### Task prompt
Output, word for word, the lines of this listing that fall between the line with "of failure kinds." and the line with "of the container.", counting both of those lines, and no others.

_ _ _

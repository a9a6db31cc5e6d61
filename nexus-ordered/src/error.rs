//! Failure model shared by every container.
//!
//! Mutating operations return `Result<_, Error>`. Read operations that have
//! no answer return `None` instead of an error.

use core::fmt;
use std::io::{self, Write};

use thiserror::Error;

/// Closed set of failure kinds.
///
/// Each kind renders to a fixed English message, [`Error::message`], which
/// is also what `Display` prints. Success is `Ok(..)`; its message is
/// available through [`describe`].
#[derive(Error, Debug, Clone, Copy, PartialEq, Eq, Hash)]
pub enum Error {
    /// A required input was missing or unusable (e.g. zero capacity).
    InvalidInput,
    /// Storage could not provide room for a new element.
    AllocFailed,
    /// No element compares equal to the given key.
    NotFound,
    /// An element comparing equal to the new one is already present.
    Duplicate,
    /// The container holds no elements.
    Empty,
    /// An index is past the end of the container.
    OutOfRange,
    /// A bounded container is at capacity.
    CapacityExceeded,
    /// A container was configured without a comparator.
    ComparatorMissing,
    /// A structural invariant does not hold.
    InvariantViolation,
}

impl fmt::Display for Error {
    fn fmt(&self, f: &mut fmt::Formatter<'_>) -> fmt::Result {
        f.write_str(self.message())
    }
}

/// Message rendered for a successful operation.
pub const OK_MESSAGE: &str = "ok";

impl Error {
    /// Every failure kind, in declaration order.
    pub const ALL: [Error; 9] = [
        Error::InvalidInput,
        Error::AllocFailed,
        Error::NotFound,
        Error::Duplicate,
        Error::Empty,
        Error::OutOfRange,
        Error::CapacityExceeded,
        Error::ComparatorMissing,
        Error::InvariantViolation,
    ];

    /// Returns the fixed message for this kind.
    pub const fn message(self) -> &'static str {
        match self {
            Error::InvalidInput => "invalid input",
            Error::AllocFailed => "memory allocation failed",
            Error::NotFound => "element not found",
            Error::Duplicate => "duplicate element",
            Error::Empty => "container is empty",
            Error::OutOfRange => "index out of range",
            Error::CapacityExceeded => "capacity exceeded",
            Error::ComparatorMissing => "comparator missing",
            Error::InvariantViolation => "invariant violation",
        }
    }

    /// Writes the message, newline terminated, to `out`.
    pub fn render<W: Write>(self, mut out: W) -> io::Result<()> {
        writeln!(out, "{}", self.message())
    }

    /// Writes the message to stderr and emits a `tracing` event for it.
    ///
    /// A failed write to stderr is dropped; the `tracing` event still fires.
    pub fn report(self) {
        tracing::error!(error = ?self, "{}", self.message());
        self.render(io::stderr().lock()).ok();
    }
}

/// Logs a broken invariant found by a `validate` pass.
pub(crate) fn violation(invariant: &'static str) -> Error {
    tracing::warn!(invariant, "invariant violated");
    Error::InvariantViolation
}

/// Returns the message for an operation outcome, including success.
///
/// ```
/// use nexus_ordered::{Error, describe};
///
/// assert_eq!(describe(&Ok::<(), Error>(())), "ok");
/// assert_eq!(describe(&Err::<(), _>(Error::Duplicate)), "duplicate element");
/// ```
pub fn describe<T>(result: &Result<T, Error>) -> &'static str {
    match result {
        Ok(_) => OK_MESSAGE,
        Err(err) => err.message(),
    }
}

_ _ _

### Expected answer
/// Closed set of failure kinds.
///
/// Each kind renders to a fixed English message, [`Error::message`], which
/// is also what `Display` prints. Success is `Ok(..)`; its message is
/// available through [`describe`].
#[derive(Error, Debug, Clone, Copy, PartialEq, Eq, Hash)]
pub enum Error {
    /// A required input was missing or unusable (e.g. zero capacity).
    InvalidInput,
    /// Storage could not provide room for a new element.
    AllocFailed,
    /// No element compares equal to the given key.
    NotFound,
    /// An element comparing equal to the new one is already present.
    Duplicate,
    /// The container holds no elements.
    Empty,
    /// An index is past the end of the container.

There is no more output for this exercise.